[Stored data]
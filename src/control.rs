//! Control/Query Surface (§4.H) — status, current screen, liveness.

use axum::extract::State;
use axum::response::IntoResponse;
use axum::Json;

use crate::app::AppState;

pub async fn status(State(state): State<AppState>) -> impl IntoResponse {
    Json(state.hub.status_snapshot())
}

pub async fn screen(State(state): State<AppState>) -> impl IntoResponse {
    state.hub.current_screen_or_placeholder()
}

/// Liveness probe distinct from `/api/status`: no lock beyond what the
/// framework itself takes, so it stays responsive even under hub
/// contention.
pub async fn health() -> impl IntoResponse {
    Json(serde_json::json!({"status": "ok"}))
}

=== The problem ===
Please output every line shown above exactly.

=== Response to the exercise ===
filename src/control.rs
//! Control/Query Surface (§4.H) — status, current screen, liveness.

use axum::extract::State;
use axum::response::IntoResponse;
use axum::Json;

use crate::app::AppState;

pub async fn status(State(state): State<AppState>) -> impl IntoResponse {
    Json(state.hub.status_snapshot())
}

pub async fn screen(State(state): State<AppState>) -> impl IntoResponse {
    state.hub.current_screen_or_placeholder()
}

/// Liveness probe distinct from `/api/status`: no lock beyond what the
/// framework itself takes, so it stays responsive even under hub
/// contention.
pub async fn health() -> impl IntoResponse {
    Json(serde_json::json!({"status": "ok"}))
}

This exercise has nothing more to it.